The following quote is from the Washington Post 2004:
“Robert E. Simon Jr. is the pioneer behind the groundbreaking planned community of Reston, which celebrates its fortieth anniversary this year.
Reston’s European-style plaza, clustered townhomes, centerpiece lake, and contemporary architecture are studied by planning and architecture students across the country.
Named by the American Institute of Certified Planners as a national planning landmark, Reston is a classic study in community planning. Simon, who turns 90 next month, moved back to enjoy his creation 11 years ago.”
Source: Washington Post, Mar 25, 2004
What was he thinking?
Melody: Do you have some quotes from any speeches made by Mr. Simon which give some background into his thought process?
Steve: Yes …..the following quote is from his Genisis speech in 1961:
“This brings me to 1961. A representative of the Washington real-estate firm of Shannon & Luchs was given the assignment to sell a 6,750-acre parcel of Virginia countryside.

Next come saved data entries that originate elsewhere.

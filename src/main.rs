//! Credit Risk Scorer - Main Entry Point
//!
//! Loads the classifier and encoders, scores one application, and prints the
//! verdict along with the explanatory material published with the model.

use anyhow::{Context, Result};
use clap::{Args, Parser, Subcommand};
use credit_risk_scorer::{
    config::AppConfig,
    models::{ArtifactLoader, FeatureImportance},
    types::{CheckingTier, Housing, RawApplication, RiskAssessment, SavingsTier, Sex},
    ScoringContext,
};
use std::fs;
use std::path::{Path, PathBuf};
use tracing::info;
use tracing_subscriber::EnvFilter;

#[derive(Parser, Debug)]
#[command(
    name = "credit-risk",
    about = "Predict whether a loan applicant is a good or bad credit risk",
    version
)]
struct Cli {
    /// Configuration file (defaults to config/config.toml when present)
    #[arg(long, global = true, value_name = "FILE")]
    config: Option<PathBuf>,

    /// Override the configured models directory
    #[arg(long, global = true, value_name = "DIR")]
    models_dir: Option<String>,

    #[command(subcommand)]
    command: Command,
}

#[derive(Subcommand, Debug)]
enum Command {
    /// Score one application
    Assess(AssessArgs),
    /// List the loan purposes the model knows
    Purposes,
    /// Show feature importance and the supporting charts
    Explain,
}

#[derive(Args, Debug)]
struct AssessArgs {
    /// Read the application from a JSON file instead of flags
    #[arg(long, value_name = "FILE")]
    input: Option<PathBuf>,

    /// Age in years
    #[arg(long, default_value_t = 30, value_parser = clap::value_parser!(u32).range(18..=100))]
    age: u32,

    /// male or female
    #[arg(long, default_value = "male")]
    sex: Sex,

    /// own, rent or free
    #[arg(long, default_value = "own")]
    housing: Housing,

    /// little, moderate, rich, quite-rich or unknown
    #[arg(long, default_value = "little")]
    savings: SavingsTier,

    /// little, moderate, rich or unknown
    #[arg(long, default_value = "little")]
    checking: CheckingTier,

    /// Loan purpose (see `purposes`); defaults to the first known purpose
    #[arg(long)]
    purpose: Option<String>,

    /// Duration in months
    #[arg(long, default_value_t = 12, value_parser = clap::value_parser!(u32).range(1..=72))]
    duration: u32,

    /// Credit amount
    #[arg(long, default_value_t = 1000.0)]
    credit_amount: f64,

    /// Print the feature row handed to the model
    #[arg(long)]
    show_features: bool,

    /// Print the assessment as JSON
    #[arg(long)]
    json: bool,
}

fn main() -> Result<()> {
    let cli = Cli::parse();

    let mut config = match &cli.config {
        Some(path) => AppConfig::load_from_path(path)?,
        None => AppConfig::load()?,
    };
    if let Some(dir) = &cli.models_dir {
        config.models.models_dir = dir.clone();
    }

    init_logging(&config)?;
    info!(models_dir = %config.models.models_dir, "Starting credit risk scorer");

    match cli.command {
        Command::Assess(args) => {
            let context =
                ScoringContext::load(&config.models).context("Failed to load model artifacts")?;
            assess(&context, &args)
        }
        Command::Purposes => {
            let encoders = ArtifactLoader::new(&config.models)
                .load_encoders()
                .context("Failed to load encoders")?;
            for purpose in encoders.purposes() {
                println!("{purpose}");
            }
            Ok(())
        }
        Command::Explain => {
            let importance = ArtifactLoader::new(&config.models).load_feature_importance();
            explain(&importance, &config);
            Ok(())
        }
    }
}

/// Logs go to stderr so stdout only carries the verdict
fn init_logging(config: &AppConfig) -> Result<()> {
    let filter = EnvFilter::try_from_default_env().or_else(|_| {
        EnvFilter::try_new(format!(
            "credit_risk_scorer={level},credit_risk={level},ort=warn",
            level = config.logging.level
        ))
    })?;

    let builder = tracing_subscriber::fmt()
        .with_env_filter(filter)
        .with_writer(std::io::stderr);

    if config.json_logs() {
        builder.json().init();
    } else {
        builder.init();
    }
    Ok(())
}

fn assess(context: &ScoringContext, args: &AssessArgs) -> Result<()> {
    let application = match &args.input {
        Some(path) => read_application(path)?,
        None => RawApplication {
            age: args.age,
            sex: args.sex,
            housing: args.housing,
            savings: args.savings,
            checking: args.checking,
            purpose: match &args.purpose {
                Some(purpose) => purpose.clone(),
                None => context
                    .purposes()
                    .first()
                    .cloned()
                    .context("Purpose encoder has no classes")?,
            },
            duration_months: args.duration,
            credit_amount: args.credit_amount,
        },
    };

    let assessment = context.assess(&application)?;

    if args.json {
        println!("{}", serde_json::to_string_pretty(&assessment)?);
    } else {
        print_assessment(&assessment, args.show_features);
    }
    Ok(())
}

fn read_application(path: &Path) -> Result<RawApplication> {
    let json = fs::read_to_string(path)
        .with_context(|| format!("Failed to read application from {}", path.display()))?;
    serde_json::from_str(&json)
        .with_context(|| format!("Failed to parse application {}", path.display()))
}

fn print_assessment(assessment: &RiskAssessment, show_features: bool) {
    println!(
        "Prediction: {} - {}",
        assessment.label,
        assessment.label.summary()
    );

    if let Some(warning) = assessment.schema().warning() {
        println!("Warning: {warning}");
    }

    if show_features {
        let features = &assessment.features;
        let width = features.columns.iter().map(String::len).max().unwrap_or(0);
        println!();
        for (name, value) in features.columns.iter().zip(&features.values) {
            println!("  {name:<width$}  {value:.4}");
        }
    }
}

fn explain(importance: &FeatureImportance, config: &AppConfig) {
    if importance.is_empty() {
        println!("No feature importance published with this model.");
    } else {
        println!("Feature importance:");
        let width = importance
            .entries()
            .iter()
            .map(|e| e.feature.len())
            .max()
            .unwrap_or(0);
        for (feature, share) in importance.normalized() {
            let bar = "#".repeat((share * 40.0).round() as usize);
            println!("  {feature:<width$}  {:>5.1}%  {bar}", share * 100.0);
        }
    }

    println!();
    println!("Charts:");
    for (title, path) in config.charts.entries() {
        let status = if Path::new(path).exists() {
            ""
        } else {
            " (missing)"
        };
        println!("  {title}: {path}{status}");
    }
}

He spoke to Jim Lannegan in New York, hoping to interest Roger Stevens, but instead Jim called a friend of his, Henry Wrightson. “Henry, do you know anybody that is interested in 6,000-odd acres in Virginia?”
Henry replied, “Maybe, if you come on up and see me.” The person he had in mind, of course, was me.
The project was really out of my area, but it seemed such a marvelous opportunity. The location was perfect.
The foundations were just being laid for the magnificent Dulles Airport terminal building and construction crews were scratching away at the runways.
An airport like that in what seems like a desert will cause the desert to flower.
And Dulles Airport was being put into Fairfax County, then the single, fastest-growing county in the United States.
The property was about 18 miles from Washington, the nation’s capital and fastest-growing metropolitan area in the country. On top of this, the terrain was beautiful. It was an irresistible challenge, so I didn’t resist. What should be done with the land? With a parcel this size, the only conceivable single use was a bedroom community; and that, to me, was a repulsive idea.
We began to think about a “New Town.” Of the many definitions of a New Town, I prefer the one given by Ada Louise Huxtable in the New York Times: a New Town is a large-scale development with residential, commercial, industrial, cultural and civic functions. In other words, a well-rounded community.
Melody: Is Mr. Simon still alive…I hope so...... he sounds like such a good guy?
Steve: Yes Marnie Mr. Simon is alive and living in Reston at Lake Anne, where it all started. You can kind of visit him at the Lake Anne Plaza….his life size bronze sculpture sits on a park bench there. You can sit beside him after learning more about the very cool history of Reston at the Reston Museum.